Saved data entries
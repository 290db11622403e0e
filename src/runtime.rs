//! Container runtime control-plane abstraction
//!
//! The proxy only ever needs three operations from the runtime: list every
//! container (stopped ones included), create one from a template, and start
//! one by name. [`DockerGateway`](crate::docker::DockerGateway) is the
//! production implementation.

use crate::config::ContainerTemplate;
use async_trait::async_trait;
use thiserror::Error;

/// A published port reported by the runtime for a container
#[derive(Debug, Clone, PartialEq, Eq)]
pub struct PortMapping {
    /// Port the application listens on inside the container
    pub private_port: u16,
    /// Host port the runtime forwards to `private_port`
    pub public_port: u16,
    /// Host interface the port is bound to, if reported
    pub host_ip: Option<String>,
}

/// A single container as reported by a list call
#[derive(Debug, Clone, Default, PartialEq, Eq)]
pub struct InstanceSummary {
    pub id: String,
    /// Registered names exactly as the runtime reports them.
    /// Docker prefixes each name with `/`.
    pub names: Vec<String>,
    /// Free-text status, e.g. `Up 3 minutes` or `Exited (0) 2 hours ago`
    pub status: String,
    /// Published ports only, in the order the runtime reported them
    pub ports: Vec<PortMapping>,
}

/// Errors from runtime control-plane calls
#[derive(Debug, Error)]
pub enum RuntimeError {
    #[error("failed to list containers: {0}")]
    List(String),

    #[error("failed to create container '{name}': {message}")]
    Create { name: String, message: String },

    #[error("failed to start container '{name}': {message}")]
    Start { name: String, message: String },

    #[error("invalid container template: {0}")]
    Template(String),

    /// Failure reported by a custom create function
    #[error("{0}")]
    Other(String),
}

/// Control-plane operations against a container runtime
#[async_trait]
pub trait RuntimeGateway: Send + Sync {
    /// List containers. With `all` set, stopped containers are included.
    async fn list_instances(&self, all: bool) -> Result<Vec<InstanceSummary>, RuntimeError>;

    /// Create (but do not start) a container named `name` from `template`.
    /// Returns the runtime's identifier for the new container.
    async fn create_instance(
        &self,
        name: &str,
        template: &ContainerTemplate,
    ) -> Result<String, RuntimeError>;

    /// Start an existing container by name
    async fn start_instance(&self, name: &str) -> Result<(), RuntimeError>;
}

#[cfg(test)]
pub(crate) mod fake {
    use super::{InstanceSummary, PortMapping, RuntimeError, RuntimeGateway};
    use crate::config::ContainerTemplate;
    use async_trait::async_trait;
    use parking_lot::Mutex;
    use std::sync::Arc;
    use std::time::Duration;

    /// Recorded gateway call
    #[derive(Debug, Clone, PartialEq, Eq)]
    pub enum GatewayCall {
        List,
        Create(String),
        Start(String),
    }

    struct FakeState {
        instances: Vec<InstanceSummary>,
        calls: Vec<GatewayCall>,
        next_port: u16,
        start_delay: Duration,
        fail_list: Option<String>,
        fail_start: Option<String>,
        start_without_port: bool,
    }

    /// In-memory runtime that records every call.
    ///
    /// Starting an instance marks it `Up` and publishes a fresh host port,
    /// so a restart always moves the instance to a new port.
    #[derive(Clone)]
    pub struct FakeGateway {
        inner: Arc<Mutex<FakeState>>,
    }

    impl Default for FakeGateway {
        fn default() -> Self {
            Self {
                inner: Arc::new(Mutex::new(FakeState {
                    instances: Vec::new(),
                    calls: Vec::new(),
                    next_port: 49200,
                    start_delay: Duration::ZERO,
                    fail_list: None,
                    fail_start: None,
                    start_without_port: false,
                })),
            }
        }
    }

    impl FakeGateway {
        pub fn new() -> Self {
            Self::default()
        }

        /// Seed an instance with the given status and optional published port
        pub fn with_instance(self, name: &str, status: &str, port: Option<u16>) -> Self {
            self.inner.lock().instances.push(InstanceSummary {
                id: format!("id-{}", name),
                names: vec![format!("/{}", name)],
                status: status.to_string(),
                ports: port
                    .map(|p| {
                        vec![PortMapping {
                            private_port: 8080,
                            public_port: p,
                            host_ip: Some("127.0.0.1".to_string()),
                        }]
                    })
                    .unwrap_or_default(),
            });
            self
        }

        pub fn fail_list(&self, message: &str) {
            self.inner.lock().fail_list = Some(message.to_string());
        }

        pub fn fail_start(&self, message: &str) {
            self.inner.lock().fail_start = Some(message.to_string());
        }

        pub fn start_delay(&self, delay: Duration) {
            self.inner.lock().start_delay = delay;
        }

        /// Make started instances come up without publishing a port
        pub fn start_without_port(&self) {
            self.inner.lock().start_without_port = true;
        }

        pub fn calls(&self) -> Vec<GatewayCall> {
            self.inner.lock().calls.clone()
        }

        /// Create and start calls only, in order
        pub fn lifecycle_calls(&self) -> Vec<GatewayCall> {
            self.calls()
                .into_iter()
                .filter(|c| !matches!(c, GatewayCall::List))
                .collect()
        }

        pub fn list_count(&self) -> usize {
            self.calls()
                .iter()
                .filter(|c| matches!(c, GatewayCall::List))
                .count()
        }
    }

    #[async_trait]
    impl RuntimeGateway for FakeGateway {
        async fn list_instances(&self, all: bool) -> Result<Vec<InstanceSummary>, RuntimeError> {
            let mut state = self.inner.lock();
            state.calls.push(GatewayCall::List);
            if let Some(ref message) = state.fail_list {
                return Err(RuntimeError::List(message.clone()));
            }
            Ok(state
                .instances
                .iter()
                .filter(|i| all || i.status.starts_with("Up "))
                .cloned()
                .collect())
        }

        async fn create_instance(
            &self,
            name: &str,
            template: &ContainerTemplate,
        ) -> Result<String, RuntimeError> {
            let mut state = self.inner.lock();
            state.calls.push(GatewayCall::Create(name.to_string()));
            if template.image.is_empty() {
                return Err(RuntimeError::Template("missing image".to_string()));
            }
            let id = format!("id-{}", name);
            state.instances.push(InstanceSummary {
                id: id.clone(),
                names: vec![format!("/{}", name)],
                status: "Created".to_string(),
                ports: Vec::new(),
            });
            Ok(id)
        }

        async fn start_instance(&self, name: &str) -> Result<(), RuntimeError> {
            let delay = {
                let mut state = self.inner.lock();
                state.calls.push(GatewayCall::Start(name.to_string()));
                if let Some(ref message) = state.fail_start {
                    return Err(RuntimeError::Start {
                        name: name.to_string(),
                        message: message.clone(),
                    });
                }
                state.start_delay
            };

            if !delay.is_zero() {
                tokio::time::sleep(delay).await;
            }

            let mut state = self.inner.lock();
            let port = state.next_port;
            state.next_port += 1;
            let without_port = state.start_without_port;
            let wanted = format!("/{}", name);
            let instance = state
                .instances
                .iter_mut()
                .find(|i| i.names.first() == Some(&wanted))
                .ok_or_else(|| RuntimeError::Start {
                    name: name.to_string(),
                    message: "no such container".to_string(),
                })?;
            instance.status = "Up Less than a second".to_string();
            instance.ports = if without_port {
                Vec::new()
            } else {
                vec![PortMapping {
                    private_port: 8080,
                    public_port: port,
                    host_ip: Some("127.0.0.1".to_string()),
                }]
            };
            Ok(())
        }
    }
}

EXERCISE OBJECTIVE
Read through the entries and copy each line in which "RuntimeGateway" appears.

SOLUTION TO THE EXERCISE
pub trait RuntimeGateway: Send + Sync {
    use super::{InstanceSummary, PortMapping, RuntimeError, RuntimeGateway};
    impl RuntimeGateway for FakeGateway {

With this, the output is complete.